Collected data entries
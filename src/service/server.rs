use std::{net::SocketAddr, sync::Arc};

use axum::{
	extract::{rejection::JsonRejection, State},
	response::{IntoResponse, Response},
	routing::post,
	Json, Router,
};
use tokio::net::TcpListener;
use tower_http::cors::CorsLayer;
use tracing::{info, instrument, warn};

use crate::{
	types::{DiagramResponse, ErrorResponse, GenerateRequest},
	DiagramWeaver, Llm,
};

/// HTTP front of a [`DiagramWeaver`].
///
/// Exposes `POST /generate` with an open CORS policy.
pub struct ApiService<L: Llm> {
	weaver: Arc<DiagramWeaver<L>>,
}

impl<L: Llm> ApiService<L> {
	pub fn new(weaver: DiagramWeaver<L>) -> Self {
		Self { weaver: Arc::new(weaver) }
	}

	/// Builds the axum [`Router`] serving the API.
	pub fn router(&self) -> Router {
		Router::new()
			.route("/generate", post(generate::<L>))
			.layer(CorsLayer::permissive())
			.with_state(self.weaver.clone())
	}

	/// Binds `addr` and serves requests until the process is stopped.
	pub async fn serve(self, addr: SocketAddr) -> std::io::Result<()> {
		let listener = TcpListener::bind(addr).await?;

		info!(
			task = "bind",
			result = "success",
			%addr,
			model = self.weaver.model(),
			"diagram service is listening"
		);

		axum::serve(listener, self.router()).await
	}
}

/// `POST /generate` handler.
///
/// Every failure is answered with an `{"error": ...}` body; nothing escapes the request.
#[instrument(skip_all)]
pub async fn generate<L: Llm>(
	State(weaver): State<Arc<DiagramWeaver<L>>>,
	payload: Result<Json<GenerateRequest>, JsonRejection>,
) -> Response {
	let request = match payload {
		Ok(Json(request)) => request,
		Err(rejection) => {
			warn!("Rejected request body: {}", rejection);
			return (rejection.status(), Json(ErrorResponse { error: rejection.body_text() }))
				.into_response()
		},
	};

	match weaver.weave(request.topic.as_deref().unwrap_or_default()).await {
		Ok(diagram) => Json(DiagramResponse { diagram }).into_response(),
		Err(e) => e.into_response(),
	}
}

ACTIVITY :: Return all the data above, unaltered and complete.

RESULT OF THE TASK ::
filename src/service/server.rs
use std::{net::SocketAddr, sync::Arc};

use axum::{
	extract::{rejection::JsonRejection, State},
	response::{IntoResponse, Response},
	routing::post,
	Json, Router,
};
use tokio::net::TcpListener;
use tower_http::cors::CorsLayer;
use tracing::{info, instrument, warn};

use crate::{
	types::{DiagramResponse, ErrorResponse, GenerateRequest},
	DiagramWeaver, Llm,
};

/// HTTP front of a [`DiagramWeaver`].
///
/// Exposes `POST /generate` with an open CORS policy.
pub struct ApiService<L: Llm> {
	weaver: Arc<DiagramWeaver<L>>,
}

impl<L: Llm> ApiService<L> {
	pub fn new(weaver: DiagramWeaver<L>) -> Self {
		Self { weaver: Arc::new(weaver) }
	}

	/// Builds the axum [`Router`] serving the API.
	pub fn router(&self) -> Router {
		Router::new()
			.route("/generate", post(generate::<L>))
			.layer(CorsLayer::permissive())
			.with_state(self.weaver.clone())
	}

	/// Binds `addr` and serves requests until the process is stopped.
	pub async fn serve(self, addr: SocketAddr) -> std::io::Result<()> {
		let listener = TcpListener::bind(addr).await?;

		info!(
			task = "bind",
			result = "success",
			%addr,
			model = self.weaver.model(),
			"diagram service is listening"
		);

		axum::serve(listener, self.router()).await
	}
}

/// `POST /generate` handler.
///
/// Every failure is answered with an `{"error": ...}` body; nothing escapes the request.
#[instrument(skip_all)]
pub async fn generate<L: Llm>(
	State(weaver): State<Arc<DiagramWeaver<L>>>,
	payload: Result<Json<GenerateRequest>, JsonRejection>,
) -> Response {
	let request = match payload {
		Ok(Json(request)) => request,
		Err(rejection) => {
			warn!("Rejected request body: {}", rejection);
			return (rejection.status(), Json(ErrorResponse { error: rejection.body_text() }))
				.into_response()
		},
	};

	match weaver.weave(request.topic.as_deref().unwrap_or_default()).await {
		Ok(diagram) => Json(DiagramResponse { diagram }).into_response(),
		Err(e) => e.into_response(),
	}
}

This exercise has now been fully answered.